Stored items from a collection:
★ ★ ★ ★ ★
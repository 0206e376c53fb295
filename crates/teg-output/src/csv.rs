//! CSV output backend.
//!
//! Writes one `trace.csv`-style file with a `time,vertex,<label...>` header
//! and one row per fired event.

use std::fs::File;
use std::path::Path;

use csv::Writer;

use crate::writer::OutputWriter;
use crate::{OutputResult, TraceRow};

/// Writes fired-event rows to a single CSV file.
pub struct CsvTraceWriter {
    writer:   Writer<File>,
    finished: bool,
}

impl CsvTraceWriter {
    /// Create (or truncate) `path` and write the header row.
    ///
    /// `trace_labels` must match the labels registered on the simulation, in
    /// the same order — the observer writes values positionally.
    pub fn create(path: &Path, trace_labels: &[&str]) -> OutputResult<Self> {
        let mut writer = Writer::from_path(path)?;
        let mut header = vec!["time", "vertex"];
        header.extend_from_slice(trace_labels);
        writer.write_record(&header)?;

        Ok(Self {
            writer,
            finished: false,
        })
    }
}

impl OutputWriter for CsvTraceWriter {
    fn write_fired(&mut self, row: &TraceRow) -> OutputResult<()> {
        let mut record = vec![row.time.to_string(), row.vertex.clone()];
        record.extend(row.values.iter().cloned());
        self.writer.write_record(&record)?;
        Ok(())
    }

    fn finish(&mut self) -> OutputResult<()> {
        if self.finished {
            return Ok(());
        }
        self.finished = true;
        self.writer.flush()?;
        Ok(())
    }
}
★ ★ ★ ★ ★
- PROBLEM DESCRIPTION -
Could you retype exactly the lines from the first one of the records through the line containing "use crate::writer::OutputWriter;", both included, and nothing more?

- ANSWER SECTION -
repository 0206e376c53fb295
filename crates/teg-output/src/csv.rs
//! CSV output backend.
//!
//! Writes one `trace.csv`-style file with a `time,vertex,<label...>` header
//! and one row per fired event.

use std::fs::File;
use std::path::Path;

use csv::Writer;

use crate::writer::OutputWriter;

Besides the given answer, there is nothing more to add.